Gli obiettivi dei fondi comuni che vogliono sostenere dei progetti di economia sostenibile possono essere particolarmente variegati: si possono dividere infatti in attività strettamente legate alla digitalizzazione ed all’innovazione, attività che invece si basano sull’interazione tra stakeholders in merito all’importanza di un’economia sostenibile, attività che siano volte ad appianare divergenze sociali, fino ad arrivare ad attività che vanno ad agire direttamente sulla governance delle aziende.
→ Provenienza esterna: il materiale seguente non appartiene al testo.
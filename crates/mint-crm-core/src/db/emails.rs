// Copyright (C) 2025 MINT CRM contributors
// SPDX-License-Identifier: AGPL-3.0-or-later
//! Email records and their delivery log.

use chrono::{DateTime, Utc};
use sqlx::PgPool;

use super::{LabelCount, PageRequest, order_by, search_pattern};
use crate::models::{Email, EmailEvent, EmailFilter, EmailLog, EmailStatus, NewEmail};

const EMAIL_ORDERING: &[(&str, &str)] = &[("created_at", "created_at"), ("sent_at", "sent_at")];

const EMAIL_FILTER_SQL: &str = r#"
    ($1::BIGINT IS NULL OR user_id = $1)
    AND ($2::TEXT IS NULL OR email_type = $2)
    AND ($3::TEXT IS NULL OR status = $3)
    AND ($4::BIGINT IS NULL OR case_id = $4)
    AND ($5::BOOLEAN IS NULL OR is_starred = $5)
    AND ($6::BOOLEAN IS NULL OR is_archived = $6)
    AND ($7::BOOLEAN IS NULL OR is_read = $7)
    AND ($8::TEXT IS NULL OR (subject ILIKE $8 OR from_email ILIKE $8 OR to_emails ILIKE $8))
"#;

pub async fn create_email(pool: &PgPool, input: &NewEmail) -> Result<Email, sqlx::Error> {
    sqlx::query_as::<_, Email>(
        r#"
        INSERT INTO emails (
            email_type, status, subject, from_email, to_emails, cc_emails, bcc_emails,
            html_content, text_content, template_id, case_id, user_id, message_id,
            thread_id, reply_to
        ) VALUES ($1, $2, $3, $4, $5, $6, $7, $8, $9, $10, $11, $12, $13, $14, $15)
        RETURNING *
        "#,
    )
    .bind(input.email_type.as_str())
    .bind(input.status.as_str())
    .bind(&input.subject)
    .bind(&input.from_email)
    .bind(&input.to_emails)
    .bind(&input.cc_emails)
    .bind(&input.bcc_emails)
    .bind(&input.html_content)
    .bind(&input.text_content)
    .bind(input.template_id)
    .bind(input.case_id)
    .bind(input.user_id)
    .bind(&input.message_id)
    .bind(&input.thread_id)
    .bind(&input.reply_to)
    .fetch_one(pool)
    .await
}

pub async fn get_email(pool: &PgPool, id: i64) -> Result<Option<Email>, sqlx::Error> {
    sqlx::query_as::<_, Email>("SELECT * FROM emails WHERE id = $1")
        .bind(id)
        .fetch_optional(pool)
        .await
}

/// An email owned by `user_id`.
pub async fn get_user_email(
    pool: &PgPool,
    id: i64,
    user_id: i64,
) -> Result<Option<Email>, sqlx::Error> {
    sqlx::query_as::<_, Email>("SELECT * FROM emails WHERE id = $1 AND user_id = $2")
        .bind(id)
        .bind(user_id)
        .fetch_optional(pool)
        .await
}

/// Emails matching `filter`; `owner` limits the result to one user's mail.
pub async fn list_emails(
    pool: &PgPool,
    owner: Option<i64>,
    filter: &EmailFilter,
    page: PageRequest,
) -> Result<Vec<Email>, sqlx::Error> {
    let order = order_by(filter.ordering.as_deref(), EMAIL_ORDERING, "created_at DESC");
    let query = format!(
        "SELECT * FROM emails WHERE {EMAIL_FILTER_SQL} ORDER BY {order}, id DESC LIMIT $9 OFFSET $10"
    );
    sqlx::query_as::<_, Email>(&query)
        .bind(owner)
        .bind(filter.email_type.map(|t| t.as_str()))
        .bind(filter.status.map(|s| s.as_str()))
        .bind(filter.case)
        .bind(filter.is_starred)
        .bind(filter.is_archived)
        .bind(filter.is_read)
        .bind(search_pattern(filter.search.as_deref()))
        .bind(page.limit)
        .bind(page.offset)
        .fetch_all(pool)
        .await
}

pub async fn count_emails(
    pool: &PgPool,
    owner: Option<i64>,
    filter: &EmailFilter,
) -> Result<i64, sqlx::Error> {
    let query = format!("SELECT COUNT(*) FROM emails WHERE {EMAIL_FILTER_SQL}");
    let count: (i64,) = sqlx::query_as(&query)
        .bind(owner)
        .bind(filter.email_type.map(|t| t.as_str()))
        .bind(filter.status.map(|s| s.as_str()))
        .bind(filter.case)
        .bind(filter.is_starred)
        .bind(filter.is_archived)
        .bind(filter.is_read)
        .bind(search_pattern(filter.search.as_deref()))
        .fetch_one(pool)
        .await?;
    Ok(count.0)
}

pub async fn delete_email(pool: &PgPool, id: i64) -> Result<bool, sqlx::Error> {
    let result = sqlx::query("DELETE FROM emails WHERE id = $1")
        .bind(id)
        .execute(pool)
        .await?;
    Ok(result.rows_affected() > 0)
}

/// Status `sent`, stamping `sent_at` and the transport's message id.
pub async fn mark_sent(
    pool: &PgPool,
    id: i64,
    message_id: Option<&str>,
) -> Result<Option<Email>, sqlx::Error> {
    sqlx::query_as::<_, Email>(
        r#"
        UPDATE emails
        SET status = 'sent', sent_at = NOW(), error_message = '',
            message_id = COALESCE($2, message_id)
        WHERE id = $1
        RETURNING *
        "#,
    )
    .bind(id)
    .bind(message_id)
    .fetch_optional(pool)
    .await
}

/// Attach an email to a case.
pub async fn link_case(
    pool: &PgPool,
    id: i64,
    case_id: i64,
) -> Result<Option<Email>, sqlx::Error> {
    sqlx::query_as::<_, Email>("UPDATE emails SET case_id = $2 WHERE id = $1 RETURNING *")
        .bind(id)
        .bind(case_id)
        .fetch_optional(pool)
        .await
}

pub async fn mark_read(pool: &PgPool, id: i64) -> Result<Option<Email>, sqlx::Error> {
    sqlx::query_as::<_, Email>("UPDATE emails SET is_read = TRUE WHERE id = $1 RETURNING *")
        .bind(id)
        .fetch_optional(pool)
        .await
}

pub async fn toggle_star(pool: &PgPool, id: i64) -> Result<Option<Email>, sqlx::Error> {
    sqlx::query_as::<_, Email>(
        "UPDATE emails SET is_starred = NOT is_starred WHERE id = $1 RETURNING *",
    )
    .bind(id)
    .fetch_optional(pool)
    .await
}

pub async fn archive(pool: &PgPool, id: i64) -> Result<Option<Email>, sqlx::Error> {
    sqlx::query_as::<_, Email>("UPDATE emails SET is_archived = TRUE WHERE id = $1 RETURNING *")
        .bind(id)
        .fetch_optional(pool)
        .await
}

/// Emails waiting in the queue plus failed ones still under their retry budget.
pub async fn list_pending_delivery(pool: &PgPool, limit: i64) -> Result<Vec<Email>, sqlx::Error> {
    sqlx::query_as::<_, Email>(
        r#"
        SELECT * FROM emails
        WHERE status = 'queued' OR (status = 'failed' AND retry_count < max_retries)
        ORDER BY created_at ASC, id ASC
        LIMIT $1
        "#,
    )
    .bind(limit)
    .fetch_all(pool)
    .await
}

/// Delete archived or finished emails created before `cutoff`.
pub async fn delete_older_than(pool: &PgPool, cutoff: DateTime<Utc>) -> Result<u64, sqlx::Error> {
    let result = sqlx::query(
        r#"
        DELETE FROM emails
        WHERE created_at < $1
          AND (is_archived OR status IN ('sent', 'delivered', 'failed', 'bounced'))
        "#,
    )
    .bind(cutoff)
    .execute(pool)
    .await?;
    Ok(result.rows_affected())
}

pub async fn add_log(
    pool: &PgPool,
    email_id: i64,
    event: EmailEvent,
    data: &serde_json::Value,
) -> Result<EmailLog, sqlx::Error> {
    sqlx::query_as::<_, EmailLog>(
        "INSERT INTO email_logs (email_id, event, data) VALUES ($1, $2, $3) RETURNING *",
    )
    .bind(email_id)
    .bind(event.as_str())
    .bind(data)
    .fetch_one(pool)
    .await
}

pub async fn list_logs(pool: &PgPool, email_id: i64) -> Result<Vec<EmailLog>, sqlx::Error> {
    sqlx::query_as::<_, EmailLog>(
        "SELECT * FROM email_logs WHERE email_id = $1 ORDER BY created_at ASC, id ASC",
    )
    .bind(email_id)
    .fetch_all(pool)
    .await
}

#[derive(Debug, Clone, serde::Serialize)]
pub struct EmailStats {
    pub total: i64,
    pub sent: i64,
    pub delivered: i64,
    pub failed: i64,
    pub bounced: i64,
    pub by_type: Vec<LabelCount>,
    pub by_status: Vec<LabelCount>,
}

/// Counters over emails created since `since`, optionally for one user.
pub async fn email_stats(
    pool: &PgPool,
    owner: Option<i64>,
    since: DateTime<Utc>,
) -> Result<EmailStats, sqlx::Error> {
    let totals: (i64, i64, i64, i64, i64) = sqlx::query_as(
        r#"
        SELECT COUNT(*),
               COUNT(*) FILTER (WHERE status = 'sent'),
               COUNT(*) FILTER (WHERE status = 'delivered'),
               COUNT(*) FILTER (WHERE status = 'failed'),
               COUNT(*) FILTER (WHERE status = 'bounced')
        FROM emails
        WHERE ($1::BIGINT IS NULL OR user_id = $1) AND created_at >= $2
        "#,
    )
    .bind(owner)
    .bind(since)
    .fetch_one(pool)
    .await?;

    let mut groups = Vec::with_capacity(2);
    for column in ["email_type", "status"] {
        let query = format!(
            r#"
            SELECT {column} AS label, COUNT(*) AS count
            FROM emails
            WHERE ($1::BIGINT IS NULL OR user_id = $1) AND created_at >= $2
            GROUP BY {column}
            ORDER BY count DESC, label
            "#
        );
        let rows = sqlx::query_as::<_, LabelCount>(&query)
            .bind(owner)
            .bind(since)
            .fetch_all(pool)
            .await?;
        groups.push(rows);
    }
    let by_status = groups.pop().unwrap_or_default();
    let by_type = groups.pop().unwrap_or_default();

    Ok(EmailStats {
        total: totals.0,
        sent: totals.1,
        delivered: totals.2,
        failed: totals.3,
        bounced: totals.4,
        by_type,
        by_status,
    })
}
Tutte approcci enormemente diversi per raggiungere però lo stesso risultato di un’economia sostenibile nel lungo periodo.

Le strategie di gestione

Gli investitori sostenibili utilizzano diverse strategie di gestione:
L’approccio per Esclusione: molti fondi escludono quelle società che provocano danni all’ambiente, che non rispettano le norme in materia di lavoro e lavoro minorile o che ottengono proventi da attività controverse o dalla vendita di armi.
L’approccio Tematico: alcuni fondi investono solamente in tematiche legate direttamente all’economia sostenibile come la digitalizzazione, l’economia circolare, big data ed intelligenza artificiale e adattamento e mitigazione del cambiamento climatico.
L’approccio Normativo: alcuni fondi sono particolarmente attenti alle normative internazionali in materia di linee guida per le multinazionali (OCSE) e diritti dei lavoratori (OIL).
Le Best practice: i fondi si impegnano in attività di monitoraggio e valutazione delle prestazioni ESG delle proprie partecipazioni.
L’Engagement: molti fondi si impegnano in attività di engagement e partecipano direttamente alle decisioni prese dalle assemblee di cui fanno parte.
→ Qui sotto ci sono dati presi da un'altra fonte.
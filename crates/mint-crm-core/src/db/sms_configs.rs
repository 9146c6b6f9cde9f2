// Copyright (C) 2025 MINT CRM contributors
// SPDX-License-Identifier: AGPL-3.0-or-later
//! Per-user SMS provider settings.

use sqlx::PgPool;

use crate::models::{UserSmsConfig, UserSmsConfigInput};

pub async fn upsert_config(
    pool: &PgPool,
    user_id: i64,
    input: &UserSmsConfigInput,
) -> Result<UserSmsConfig, sqlx::Error> {
    sqlx::query_as::<_, UserSmsConfig>(
        r#"
        INSERT INTO user_sms_configs (
            user_id, provider, account_sid, auth_token, api_key, api_secret,
            from_number, webhook_url, is_active
        ) VALUES (
            $1, COALESCE($2, 'custom'), COALESCE($3, ''), COALESCE($4, ''),
            COALESCE($5, ''), COALESCE($6, ''), COALESCE($7, ''), COALESCE($8, ''),
            COALESCE($9, TRUE)
        )
        ON CONFLICT (user_id) DO UPDATE SET
            provider = COALESCE($2, user_sms_configs.provider),
            account_sid = COALESCE($3, user_sms_configs.account_sid),
            auth_token = COALESCE($4, user_sms_configs.auth_token),
            api_key = COALESCE($5, user_sms_configs.api_key),
            api_secret = COALESCE($6, user_sms_configs.api_secret),
            from_number = COALESCE($7, user_sms_configs.from_number),
            webhook_url = COALESCE($8, user_sms_configs.webhook_url),
            is_active = COALESCE($9, user_sms_configs.is_active),
            is_verified = FALSE,
            updated_at = NOW()
        RETURNING *
        "#,
    )
    .bind(user_id)
    .bind(input.provider.map(|p| p.as_str()))
    .bind(&input.account_sid)
    .bind(&input.auth_token)
    .bind(&input.api_key)
    .bind(&input.api_secret)
    .bind(&input.from_number)
    .bind(&input.webhook_url)
    .bind(input.is_active)
    .fetch_one(pool)
    .await
}

pub async fn get_config(pool: &PgPool, id: i64) -> Result<Option<UserSmsConfig>, sqlx::Error> {
    sqlx::query_as::<_, UserSmsConfig>("SELECT * FROM user_sms_configs WHERE id = $1")
        .bind(id)
        .fetch_optional(pool)
        .await
}

pub async fn get_config_for_user(
    pool: &PgPool,
    user_id: i64,
) -> Result<Option<UserSmsConfig>, sqlx::Error> {
    sqlx::query_as::<_, UserSmsConfig>("SELECT * FROM user_sms_configs WHERE user_id = $1")
        .bind(user_id)
        .fetch_optional(pool)
        .await
}

pub async fn set_verified(
    pool: &PgPool,
    id: i64,
    verified: bool,
) -> Result<Option<UserSmsConfig>, sqlx::Error> {
    sqlx::query_as::<_, UserSmsConfig>(
        "UPDATE user_sms_configs SET is_verified = $2, updated_at = NOW() WHERE id = $1 RETURNING *",
    )
    .bind(id)
    .bind(verified)
    .fetch_optional(pool)
    .await
}

pub async fn delete_config(pool: &PgPool, id: i64) -> Result<bool, sqlx::Error> {
    let result = sqlx::query("DELETE FROM user_sms_configs WHERE id = $1")
        .bind(id)
        .execute(pool)
        .await?;
    Ok(result.rows_affected() > 0)
}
Utilizziamo oltre 120 criteri per valutare l’importanza relativa della sostenibilità economica nei vari fondi comuni.

I fondi più performanti attivano solitamente almeno 3 strategie: a livello di Screening ci si concentra su strategie di esclusione delle società e dei paesi che procurano dei danni all’ambiente o che ignorano i diritti dei lavoratori (collaboratori e collaboratori dei loro fornitori). Inoltre, è sempre più frequente, per avere una corretta gestione dell’ESG Risk, oltre all’engagement in Assemblea delle partecipate, vedere delle forme di dialogo continuo con il Senior Management. Troviamo anche alcuni fondi che si concentrano sull’Impatto che generano e che tendono a seguire delle tematiche e dei treds che sono volti al rendere l’economia più sostenibile (AI, Smart cities, digitalizzazione).

Gli impatti avversi

La sostenibilità economica è alla base dell’EU Green Deal – il piano di finanza sostenibile dell’Unione Europea. Il piano ha l’obiettivo di coinvolgere gli investitori privati nella trasformazione a lungo termine dell’economia, assieme agli operatori pubblici.

Nonostante la criticità del tema, l’UE non ha all’ora attuale indicato alcun preciso indicatore d’impatto che i fondi comuni sostenibili devono obbligatoriamente misurare.

l’UE ha definito un indicatore facoltativo, per accompagnare la trasformazione dell’economia verso la sostenibilità:

  • Quota di titoli o obbligazioni non certificati come “Green” secondo l’UE:
    è la Quota percentuale degli investimenti non certificati come “green”, secondo la definizione dell’Unione Europea.